No. VIII. is the charter issued by Frederick Barbarossa at Gelnhausen in 1180. It commemorates a most important event in German constitutional history. The partition of Saxony was a death blow to the old ducal influence in Germany. There was, henceforth to be a new nobility, basing its claims on its services to the crown and not on its hereditary territorial power.

No. IX. is an interesting decision of a Nuremburg diet rendered in the year 1274. The election of Rudolf of Hapsburg after the long interregnum signified a renewal of the empire even though Rudolf never bore any title but king of the Romans. But how curtailed were his prerogatives compared to those of his predecessors! Future candidates were to be bound more and more by engagements and promises, to submit more and more to the arrogant assumptions of the electoral college. And in certain questions the Count Palatine of the Rhine, and not the King of the Romans was to speak the decisive word.

No. X., the Golden Bull of 1356, was issued for the purpose of determining the form for the election and coronation of the emperor, and also of regulating the duties, rights and privileges of the elector princes. It distinctly defines to whom the electoral rights belong. There had been no doubt about the three archbishoprics or about Bohemia, but disputes had arisen between rival lines both in Saxony and Brandenburg, and the seventh vote was claimed alike by Bavaria and by the Palatinate.

To the electors the Golden Bull gave sovereign rights within their districts. No one could appeal from their decisions; tolls, coinage and treasure trove were to be their perquisites, and offences against their persons were to be punished as high treason. They were to have an important share in the government of the empire.

The Golden Bull is not a law which introduced new features into the constitution. It determined, however, a, number of questions that had long been wavering and became an unquestioned authority that was appealed to for centuries. The election of an emperor took place according to its articles so long as the empire lasted. It is important to note that nothing is said concerning the right of the pope, which had been recognized by Louis of Bavaria, to confirm the election.

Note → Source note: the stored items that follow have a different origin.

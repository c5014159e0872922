use crate::op::{Operator, OperatorFactory};
use crate::Result;
use anyhow::anyhow;
use std::collections::HashMap;

#[derive(Default)]
pub struct OperatorRegistry {
    factories: HashMap<String, Box<dyn OperatorFactory>>,
}

impl OperatorRegistry {
    pub fn new() -> Self {
        Self::default()
    }

    pub fn register_fn<F>(&mut self, name: &str, factory_fn: F)
    where
        F: Fn(&serde_yaml::Value) -> Result<Box<dyn Operator>> + Send + Sync + 'static,
    {
        struct FnFactory<F> {
            f: F,
        }

        impl<F> OperatorFactory for FnFactory<F>
        where
            F: Fn(&serde_yaml::Value) -> Result<Box<dyn Operator>> + Send + Sync,
        {
            fn create(&self, config: &serde_yaml::Value) -> Result<Box<dyn Operator>> {
                (self.f)(config)
            }
        }

        self.factories
            .insert(name.to_string(), Box::new(FnFactory { f: factory_fn }));
    }

    pub fn contains(&self, name: &str) -> bool {
        self.factories.contains_key(name)
    }

    pub fn build(&self, name: &str, config: &serde_yaml::Value) -> Result<Box<dyn Operator>> {
        let factory = self
            .factories
            .get(name)
            .ok_or_else(|| anyhow!("Unknown operator: {}", name))?;
        factory.create(config)
    }
}
use crate::Sample;
use serde_json::Value;
use thiserror::Error;

/// Structural problems with an input record. Unlike parse failures inside
/// a field, these mean the source itself is malformed and abort the batch.
#[derive(Debug, Clone, PartialEq, Eq, Error)]
pub enum SchemaError {
    #[error("record {index} is not a JSON object")]
    NotAnObject { index: usize },
    #[error("record {index} is missing required field `{field}`")]
    MissingField { index: usize, field: String },
    #[error("record {index} has field `{field}` of type {found}, expected a string or null")]
    InvalidType {
        index: usize,
        field: String,
        found: &'static str,
    },
}

impl SchemaError {
    pub fn index(&self) -> usize {
        match self {
            SchemaError::NotAnObject { index }
            | SchemaError::MissingField { index, .. }
            | SchemaError::InvalidType { index, .. } => *index,
        }
    }
}

/// The set of keys every record must carry. Values may be strings or null.
#[derive(Debug, Clone, PartialEq, Eq)]
pub struct RecordSchema {
    required: Vec<String>,
}

impl RecordSchema {
    pub fn new<I, S>(required: I) -> Self
    where
        I: IntoIterator<Item = S>,
        S: Into<String>,
    {
        Self {
            required: required.into_iter().map(Into::into).collect(),
        }
    }

    pub fn required(&self) -> &[String] {
        &self.required
    }

    pub fn validate(&self, index: usize, sample: &Sample) -> Result<(), SchemaError> {
        let map = sample
            .as_object()
            .ok_or(SchemaError::NotAnObject { index })?;

        for field in &self.required {
            match map.get(field) {
                None => {
                    return Err(SchemaError::MissingField {
                        index,
                        field: field.clone(),
                    })
                }
                Some(Value::String(_)) | Some(Value::Null) => {}
                Some(other) => {
                    return Err(SchemaError::InvalidType {
                        index,
                        field: field.clone(),
                        found: json_type_name(other),
                    })
                }
            }
        }

        Ok(())
    }
}

fn json_type_name(value: &Value) -> &'static str {
    match value {
        Value::Null => "null",
        Value::Bool(_) => "bool",
        Value::Number(_) => "number",
        Value::String(_) => "string",
        Value::Array(_) => "array",
        Value::Object(_) => "object",
    }
}

#[cfg(test)]
mod tests {
    use super::*;
    use serde_json::json;

    fn schema() -> RecordSchema {
        RecordSchema::new(["name", "mass"])
    }

    #[test]
    fn accepts_strings_and_nulls() {
        let sample = Sample::from_value(json!({"name": "R2-D2", "mass": null})).unwrap();
        assert_eq!(schema().validate(0, &sample), Ok(()));
    }

    #[test]
    fn absent_key_is_a_schema_error() {
        let sample = Sample::from_value(json!({"name": "R2-D2"})).unwrap();
        let err = schema().validate(4, &sample).unwrap_err();
        assert_eq!(
            err,
            SchemaError::MissingField {
                index: 4,
                field: "mass".to_string()
            }
        );
        assert_eq!(err.to_string(), "record 4 is missing required field `mass`");
        assert_eq!(err.index(), 4);
    }

    #[test]
    fn non_string_values_are_rejected() {
        let sample = Sample::from_value(json!({"name": "R2-D2", "mass": 32})).unwrap();
        let err = schema().validate(1, &sample).unwrap_err();
        assert!(matches!(
            err,
            SchemaError::InvalidType { found: "number", .. }
        ));
    }

    #[test]
    fn non_objects_are_rejected() {
        let sample = Sample(json!([1, 2, 3]));
        assert_eq!(
            schema().validate(2, &sample),
            Err(SchemaError::NotAnObject { index: 2 })
        );
    }
}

The Golden Bull was oppressive to the lesser nobility as well as to the cities. The princes who were not electors were now only of secondary rank, and it was probably at this time that one of them, Rudolf IVth, Duke of Austria, took the opportunity of forging privileges to raise his sinking prestige (see above, No. VII.). The regulations concerning Pfalburgers and confederations were a severe blow to civic pride—however expedient they may have been,—and the cities were driven into permanent opposition to the crown. Thus the Golden Bull served to further a process of disintegration which was to lead almost to anarchy and to deaden all feeling of loyalty for the empire. No. VI. is the formal charter which commemorates the founding of Heidelberg. The Elector of the Palatinate, Ruprecht I., had sent large sums of money to Eome to induce the Pope to confirm the foundation. This papal confirmation was not received until 1385 although the actual work of founding the university had long been in progress. It was the pope who commanded that the arrangement should be that of the Paris university, also that the chancellor should regularly be the prevost of the cathedral at Worms.

Ruprecht was unwearying in his care for his new creation and often spoke of it as his "beloved daughter." The university was consecrated on the 18th of October 1386, and, on the 19th, Marsilius began to lecture on logic, Reginald on epistle to Titus, Heilmann on the natural philosophy of Aristotle.

Up to the year 1390, when Ruprecht died, 1050 students had attended the university.